Here we find entirely new forms which all nonetheless have affinities with a common similar type, as follows: the radiating arrangement of the parts, both interior and exterior.
These are no long animals with an elongated body, an upper terminal mouth, usually established in a polypary with a great number of them living together, each participating in a communal life. These are animals with a more complex organic structure than in the polyps, simple, always free, with a design which is unique to them, and generally orienting themselves in an inverted position.
Almost all the radiata have tubes drawing in water which appear to be aquatic trachaea.
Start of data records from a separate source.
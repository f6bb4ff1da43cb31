//! Maintenance tasks over stored updates: embedding backfill and the
//! related-updates report.

use std::collections::HashSet;

use chrono::{DateTime, Duration, Utc};
use serde::Serialize;
use tracing::{debug, info, warn};
use uuid::Uuid;

use dropwatch_core::defaults;
use dropwatch_core::{
    Error, Result, ShutdownSignal, SimilarUpdate, SimilaritySearch, StoredUpdate, UpdateRepository,
};
use dropwatch_inference::EmbeddingGenerator;

use crate::config::PipelineConfig;

/// Totals for one backfill run.
#[derive(Debug, Clone, Copy, Default, PartialEq, Eq, Serialize)]
pub struct BackfillReport {
    pub scanned: usize,
    pub embedded: usize,
    pub failed: usize,
    pub cancelled: bool,
}

/// Attach embeddings to rows stored without one.
///
/// Pages through missing rows by id so rows that keep failing never block
/// progress. Per-row failures are counted and skipped.
pub async fn backfill_embeddings(
    repository: &dyn UpdateRepository,
    embedder: &EmbeddingGenerator,
    project_name: Option<&str>,
    batch_size: i64,
    shutdown: &ShutdownSignal,
) -> Result<BackfillReport> {
    let batch_size = batch_size.max(1);
    let mut report = BackfillReport::default();
    let mut after: Option<Uuid> = None;

    info!(
        subsystem = "pipeline",
        component = "backfill",
        project = project_name.unwrap_or("(all)"),
        batch_size,
        "Embedding backfill started"
    );

    'pages: loop {
        let page = repository
            .list_missing_embeddings(project_name, after, batch_size)
            .await?;
        let page_len = page.len();
        if page_len == 0 {
            break;
        }

        for row in page {
            after = Some(row.id);
            report.scanned += 1;

            let vector = match embedder.embed_text(&row.embedding_text(), shutdown).await {
                Ok(vector) => vector,
                Err(Error::Cancelled) => {
                    report.cancelled = true;
                    break 'pages;
                }
                Err(e) => {
                    warn!(
                        subsystem = "pipeline",
                        component = "backfill",
                        update_id = %row.id,
                        error = %e,
                        "Embedding failed; row left without one"
                    );
                    report.failed += 1;
                    continue;
                }
            };

            match repository.set_embedding(row.id, &vector).await {
                Ok(()) => report.embedded += 1,
                Err(e) => {
                    warn!(
                        subsystem = "pipeline",
                        component = "backfill",
                        update_id = %row.id,
                        error = %e,
                        "Failed to store embedding"
                    );
                    report.failed += 1;
                }
            }
        }

        debug!(
            subsystem = "pipeline",
            component = "backfill",
            scanned = report.scanned,
            embedded = report.embedded,
            failed = report.failed,
            "Backfill page done"
        );
        if (page_len as i64) < batch_size || shutdown.is_triggered() {
            report.cancelled |= shutdown.is_triggered();
            break;
        }
    }

    info!(
        subsystem = "pipeline",
        component = "backfill",
        scanned = report.scanned,
        embedded = report.embedded,
        failed = report.failed,
        cancelled = report.cancelled,
        "Embedding backfill finished"
    );
    Ok(report)
}

/// Settings for [`related_updates`].
#[derive(Debug, Clone, Copy, PartialEq)]
pub struct RelatedOptions {
    pub threshold: f64,
    pub limit: i64,
    /// Only rows processed within this many days; `None` checks all rows.
    pub lookback_days: Option<i64>,
    pub fetch_batch: i64,
}

impl Default for RelatedOptions {
    fn default() -> Self {
        Self {
            threshold: defaults::RELATED_THRESHOLD,
            limit: defaults::RELATED_MATCH_LIMIT,
            lookback_days: Some(defaults::RELATED_LOOKBACK_DAYS),
            fetch_batch: defaults::RELATED_FETCH_BATCH,
        }
    }
}

impl From<&PipelineConfig> for RelatedOptions {
    fn from(config: &PipelineConfig) -> Self {
        Self {
            threshold: config.related_threshold,
            limit: config.related_match_limit,
            lookback_days: config.related_lookback_days,
            fetch_batch: defaults::RELATED_FETCH_BATCH,
        }
    }
}

/// A stored row and the rows most similar to it.
#[derive(Debug, Clone, PartialEq, Serialize)]
pub struct RelatedGroup {
    pub source: StoredUpdate,
    pub matches: Vec<SimilarUpdate>,
}

/// Group recent rows with their near neighbours.
///
/// Rows already reported, as a source or as a match, are not checked again.
pub async fn related_updates(
    repository: &dyn UpdateRepository,
    search: &dyn SimilaritySearch,
    options: RelatedOptions,
    now: DateTime<Utc>,
) -> Result<Vec<RelatedGroup>> {
    let since = options.lookback_days.map(|days| now - Duration::days(days));
    let fetch_batch = options.fetch_batch.max(1);
    let mut reported: HashSet<Uuid> = HashSet::new();
    let mut groups = Vec::new();
    let mut offset = 0i64;

    loop {
        let page = repository
            .list_with_embeddings(since, fetch_batch, offset)
            .await?;
        let page_len = page.len();

        for row in page {
            if reported.contains(&row.id) {
                continue;
            }
            let Some(embedding) = row.embedding.as_ref() else {
                continue;
            };

            let matches = match search
                .find_similar(embedding, options.threshold, options.limit, Some(row.id))
                .await
            {
                Ok(matches) => matches,
                Err(e) => {
                    warn!(
                        subsystem = "pipeline",
                        component = "related",
                        update_id = %row.id,
                        error = %e,
                        "Similarity search failed; skipping row"
                    );
                    continue;
                }
            };

            if matches.is_empty() {
                continue;
            }
            reported.insert(row.id);
            reported.extend(matches.iter().map(|m| m.id));
            groups.push(RelatedGroup {
                source: row,
                matches,
            });
        }

        if (page_len as i64) < fetch_batch {
            break;
        }
        offset += page_len as i64;
    }

    info!(
        subsystem = "pipeline",
        component = "related",
        threshold = options.threshold,
        group_count = groups.len(),
        "Related-update report built"
    );
    Ok(groups)
}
And in a great number we find special bodies which look like ovaries.
In a Memorandum which I have just heard read in the assembly of professors at the Museum, I learn than a wise observer, Doctor Spix, a Bavarian physician, has discovered in the star fishes and sea anemones the apparatus of a nervous system.
Doctor Spix claims to have observed that in the red star-fish, under a membrane made up of tendons (like a tent) there is suspended on the stomach a reticular structure made up of whitish nodules and threads and, in addition, at the origin of each ray, two nodules or ganglia which communicate with each other by a thread and from which other threads leave and go to parts close by; among others there are two very long threads which run through the full length of the ray and supply the tentacles.
According to the observations of this learned man, we see in each ray two nodules, a small extension of the stomach (coecum), two hepatic lobes, two ovaries and trachaeal canals.
In the sea-anemones, Dr. Spix observed at the base of these animals, below the stomach, a few pairs of nodules, arranged around a centre, which communicate with each other by cylindrical threads and which send out other threads to the upper parts. Moreover, he saw there four ovaries surrounding the stomach, from the base of which canals leave which, after joining up, open into a lower point of the alimentary canal.
It is astonishing that such a complex organic apparatus has escaped the attention of all those who have examined the organic structure of these animals.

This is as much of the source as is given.